На империале рядом с механиком сидела краснолицая женщина в пестром, модном, глянцевитом, еще не стиранном ситцевом платье, с полушелковым зонтиком и с индийской, но недорогой шалью на плечах.
С империала дилижанса казалось, что вся Англия едет и перемещается. Еще недавно английские поля белели холстами, положенными на солнце, но сейчас белят материи едким составом в помещениях, и поля пусты.
Дорога бежала навстречу. Почти по пояс в облаках пыли, проезжали верхами купцы с желтыми кожаными саками у седел, торговцы на двуколках и бесчисленные телеги.
Дилижанс быстро катился, прыгая на ухабах.
Вдали проходили фермы под вязами, показывались прореженные аллеи, ведущие к старым кирпичным замкам, и пруды, сверкающие за высокими запрудами.

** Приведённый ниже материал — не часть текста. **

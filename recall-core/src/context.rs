//! # Optimized Context
//!
//! Result types produced by context optimization strategies and consumed by
//! callers before a model call: [`StrategyKind`], [`Summary`] and
//! [`OptimizedContext`].

use std::collections::HashSet;

use chrono::{DateTime, Utc};
use serde::{Deserialize, Serialize};

use crate::tokens::estimate_tokens;
use crate::types::{Message, SessionType};

/// The named context optimization strategies.
#[derive(Debug, Clone, Copy, Serialize, Deserialize, PartialEq, Eq, Hash)]
pub enum StrategyKind {
    RollingWindow,
    Summarization,
    SemanticSelection,
    ImportanceBased,
    Hybrid,
}

impl StrategyKind {
    /// Default strategy for a session type.
    ///
    /// Chat sessions get the hybrid strategy, task sessions rank by
    /// importance, workflows summarize, collaborative sessions keep a
    /// rolling window.
    pub fn for_session_type(session_type: SessionType) -> Self {
        match session_type {
            SessionType::Chat => StrategyKind::Hybrid,
            SessionType::Task => StrategyKind::ImportanceBased,
            SessionType::Workflow => StrategyKind::Summarization,
            SessionType::Collaborative => StrategyKind::RollingWindow,
        }
    }

    /// Stable name used in logs.
    pub fn name(&self) -> &'static str {
        match self {
            StrategyKind::RollingWindow => "rolling_window",
            StrategyKind::Summarization => "summarization",
            StrategyKind::SemanticSelection => "semantic_selection",
            StrategyKind::ImportanceBased => "importance_based",
            StrategyKind::Hybrid => "hybrid",
        }
    }
}

/// Compressed digest of a slice of conversation history.
///
/// Produced by the summarization and hybrid strategies. Ephemeral: carried
/// inside an [`OptimizedContext`] and not persisted unless the caller
/// chooses to.
#[derive(Debug, Clone, Serialize, Deserialize, PartialEq)]
pub struct Summary {
    /// Session the summarized messages belong to
    pub session_id: String,
    /// Timestamp of the earliest summarized message
    pub start: DateTime<Utc>,
    /// Timestamp of the latest summarized message
    pub end: DateTime<Utc>,
    /// How many messages were compressed into this summary
    pub original_message_count: usize,
    /// Token count of the compressed messages
    pub original_token_count: usize,
    /// Token count of the summary text itself
    pub summary_token_count: usize,
    /// The summary text
    pub text: String,
    /// Key points parsed out of the summary text (bullet lines)
    pub key_points: Vec<String>,
}

impl Summary {
    /// Builds a summary over `messages` (must be non-empty) with the given text.
    pub fn new(session_id: impl Into<String>, messages: &[Message], text: impl Into<String>) -> Self {
        let text = text.into();
        let key_points = extract_key_points(&text);
        Self {
            session_id: session_id.into(),
            start: messages.first().map(|m| m.timestamp).unwrap_or_else(Utc::now),
            end: messages.last().map(|m| m.timestamp).unwrap_or_else(Utc::now),
            original_message_count: messages.len(),
            original_token_count: messages.iter().map(|m| m.tokens()).sum(),
            summary_token_count: estimate_tokens(&text),
            text,
            key_points,
        }
    }
}

/// Parses bullet lines ("- ..." or "• ...") out of a summary text, keeping
/// at most five.
fn extract_key_points(text: &str) -> Vec<String> {
    text.lines()
        .map(str::trim)
        .filter(|line| line.starts_with('-') || line.starts_with('•'))
        .map(|line| line[1..].trim().to_string())
        .filter(|p| !p.is_empty())
        .take(5)
        .collect()
}

/// A token-budgeted context assembled from a session's history.
///
/// `messages` is what the caller sends to the model (summaries are already
/// rendered into it as System messages); the remaining fields are
/// diagnostics about what the optimization did.
#[derive(Debug, Clone, Serialize, Deserialize, PartialEq)]
pub struct OptimizedContext {
    /// Messages to send, in order
    pub messages: Vec<Message>,
    /// Summaries used while assembling (also rendered into `messages`)
    pub summaries: Vec<Summary>,
    /// Strategy that produced this context
    pub strategy: StrategyKind,
    /// Message count of the full history
    pub original_message_count: usize,
    /// Message count of the assembled context (including summary messages)
    pub optimized_message_count: usize,
    /// Token count of the full history
    pub original_token_count: usize,
    /// Token count of the assembled context; never exceeds the original
    pub optimized_token_count: usize,
    /// Original messages not carried verbatim (summarized or dropped)
    pub dropped_message_count: usize,
    /// Set when mandatory content (System messages) alone exceeds the budget
    pub over_budget: bool,
    /// Set when a message had to be truncated to fit the budget
    pub truncated: bool,
}

impl OptimizedContext {
    /// Empty context with all counts zero; returned for empty histories.
    pub fn empty(strategy: StrategyKind) -> Self {
        Self {
            messages: Vec::new(),
            summaries: Vec::new(),
            strategy,
            original_message_count: 0,
            optimized_message_count: 0,
            original_token_count: 0,
            optimized_token_count: 0,
            dropped_message_count: 0,
            over_budget: false,
            truncated: false,
        }
    }

    /// Builds a context result from a selection over `original` history.
    ///
    /// Derives all counts; `dropped_message_count` counts original messages
    /// not carried verbatim (a rendered summary message does not reduce it).
    /// The optimized token count is capped at the original token count so
    /// the compression ratio never drops below 1.
    pub fn from_selection(
        strategy: StrategyKind,
        messages: Vec<Message>,
        summaries: Vec<Summary>,
        original: &[Message],
        token_budget: usize,
        truncated: bool,
    ) -> Self {
        let original_token_count: usize = original.iter().map(|m| m.tokens()).sum();
        let original_ids: HashSet<_> = original.iter().map(|m| m.id).collect();
        let kept_originals = messages.iter().filter(|m| original_ids.contains(&m.id)).count();
        let optimized_token_count: usize = messages.iter().map(|m| m.tokens()).sum();
        let optimized_token_count = optimized_token_count.min(original_token_count);
        Self {
            strategy,
            original_message_count: original.len(),
            optimized_message_count: messages.len(),
            original_token_count,
            optimized_token_count,
            dropped_message_count: original.len() - kept_originals,
            over_budget: optimized_token_count > token_budget,
            truncated,
            messages,
            summaries,
        }
    }

    /// Compression ratio: original tokens over optimized tokens (≥ 1 for
    /// lossy results, 1.0 for empty or untouched histories).
    pub fn compression_ratio(&self) -> f64 {
        self.original_token_count.max(1) as f64 / self.optimized_token_count.max(1) as f64
    }

    /// Returns true if no messages were assembled.
    pub fn is_empty(&self) -> bool {
        self.messages.is_empty()
    }
}
//! Rolling window strategy: keep the most recent messages.

use async_trait::async_trait;
use recall_core::{Message, OptimizedContext, StrategyKind};
use tracing::debug;

use crate::fill::{newest_first_fill, passthrough_if_fits, split_system, total_tokens, truncate_to_budget};
use crate::strategy::OptimizationStrategy;

/// Includes the most recent messages, newest-first fill, until adding the
/// next message would exceed the budget. Whole messages only.
#[derive(Debug, Clone, Default)]
pub struct RollingWindowStrategy;

impl RollingWindowStrategy {
    pub fn new() -> Self {
        Self
    }
}

#[async_trait]
impl OptimizationStrategy for RollingWindowStrategy {
    fn kind(&self) -> StrategyKind {
        StrategyKind::RollingWindow
    }

    async fn optimize(
        &self,
        messages: &[Message],
        token_budget: usize,
        _query: Option<&str>,
    ) -> Result<OptimizedContext, anyhow::Error> {
        if messages.is_empty() {
            return Ok(OptimizedContext::empty(self.kind()));
        }
        if let Some(ctx) = passthrough_if_fits(self.kind(), messages, token_budget) {
            return Ok(ctx);
        }

        let (system, rest) = split_system(messages);
        let remaining = token_budget.saturating_sub(total_tokens(&system));

        let (mut selected, _) = newest_first_fill(&rest, remaining);

        let mut truncated = false;
        if selected.is_empty() && !rest.is_empty() && remaining > 0 {
            // budget smaller than any single message: keep a truncated tail
            if let Some(tail) = rest.last().and_then(|m| truncate_to_budget(m, remaining)) {
                selected.push(tail);
                truncated = true;
            }
        }

        debug!(
            window = selected.len(),
            system = system.len(),
            total = messages.len(),
            "Rolling window selection"
        );

        let mut out = system;
        out.extend(selected);
        Ok(OptimizedContext::from_selection(
            self.kind(),
            out,
            Vec::new(),
            messages,
            token_budget,
            truncated,
        ))
    }
}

У прудов стучали сукновальные мельницы.
Шли люди по обочинам, несли вещи, навесив узелки на палки, перекинутые через плечо.
Почти все поля огорожены, в деревнях много заколоченных домов.

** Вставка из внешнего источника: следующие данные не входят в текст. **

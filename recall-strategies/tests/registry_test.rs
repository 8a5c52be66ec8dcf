//! Unit tests for StrategyRegistry: kind lookup and the session-type
//! default table.

mod common;

use std::sync::Arc;

use common::MockModelClient;
use recall_core::{SessionType, StrategyKind};
use recall_strategies::StrategyRegistry;

fn registry() -> StrategyRegistry {
    StrategyRegistry::with_defaults(Arc::new(MockModelClient::new("recap")))
}

#[test]
fn test_defaults_register_all_kinds() {
    let registry = registry();
    for kind in [
        StrategyKind::RollingWindow,
        StrategyKind::Summarization,
        StrategyKind::SemanticSelection,
        StrategyKind::ImportanceBased,
        StrategyKind::Hybrid,
    ] {
        assert!(registry.get(kind).is_some(), "missing strategy {kind:?}");
    }
    assert_eq!(registry.kinds().len(), 5);
}

#[test]
fn test_session_type_table() {
    let registry = registry();
    assert_eq!(
        registry.for_session_type(SessionType::Chat).unwrap().kind(),
        StrategyKind::Hybrid
    );
    assert_eq!(
        registry.for_session_type(SessionType::Task).unwrap().kind(),
        StrategyKind::ImportanceBased
    );
    assert_eq!(
        registry.for_session_type(SessionType::Workflow).unwrap().kind(),
        StrategyKind::Summarization
    );
    assert_eq!(
        registry
            .for_session_type(SessionType::Collaborative)
            .unwrap()
            .kind(),
        StrategyKind::RollingWindow
    );
}

#[test]
fn test_empty_registry_resolves_nothing() {
    let registry = StrategyRegistry::new();
    assert!(registry.get(StrategyKind::RollingWindow).is_none());
    assert!(registry.for_session_type(SessionType::Chat).is_none());
}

За́мки съели деревни, но расширились только города.
Дилижанс вбегал в города, пестрые от новых домов, останавливался у таверн.
Сабакин скромно ел своего гуся, пил из фляги вишневку, и с ним разговаривали неохотно.
Раз с империала он увидел, как идет по болотам какой-то старик в шляпе, странно надвинутой на глаза.
Старик шел и мерил дорогу, далеко отставляя от себя длинную палку и изредка нагибаясь.
Женщина в пестрой шали заговорила с Сабакиным:
– Вы иностранец, так должны удивляться. Это Джон Меткаф, слепец из Нерсборо.
– Где его поводырь?
– Вы должны удивляться, – повторила дама, показывая в сторону слепца зонтиком. – Меткаф прокладывает дороги. Сам он ездил без поводыря и тогда, когда еще был лошадиным барышником, а сейчас он ходит по торфяникам, подымается по крутым и каменистым склонам. Никто не понимает, как он прокладывает дороги, но дороги, которые он намечает, мистер, удобнее той, по которой мы едем… а эту дорогу имеют дерзость называть шлагбаумной. Видите, нас опять остановили на заставе.
Дилижанс остановился. Кучер откинул длинную полу пальто, запустил толстую руку за желтое, широкое, как ведро, голенище, достал истертый бумажник, раскрыл его, выгреб из бумажника мешочек с образцом овса, затем кошелек, потом неохотно вытянул из кошелька серебро.
Сторож шлагбаума не торопился и стоял, опершись спиною о бревно.
Сабакин смотрел вдаль. Слепец все шел, шагая широко, изредка нагибаясь и всаживая в землю колышки.
– Я его хорошо знаю, – сказала женщина. – Одна из дорог, которую он проложил, прошла мимо нашего дома, и муж мне купил эту шаль, потому что нам не пришлось уехать в чужой город и садиться там за станок. Наше село стало городом, и мы открыли лавку.
Дилижанс тронулся.
Кормленые лошади бежали охотно. По дороге отставали большие фуры и телеги. Дорога переходила высокими мостами через черные каналы. На каналах женщины в серых шерстяных юбках, низко наклонившись, опустив руки в коротких рукавах почти до земли, тянули тяжелые баржи, влегши в широкие лямки плоской грудью и как будто бодая воздух желто-седыми головами.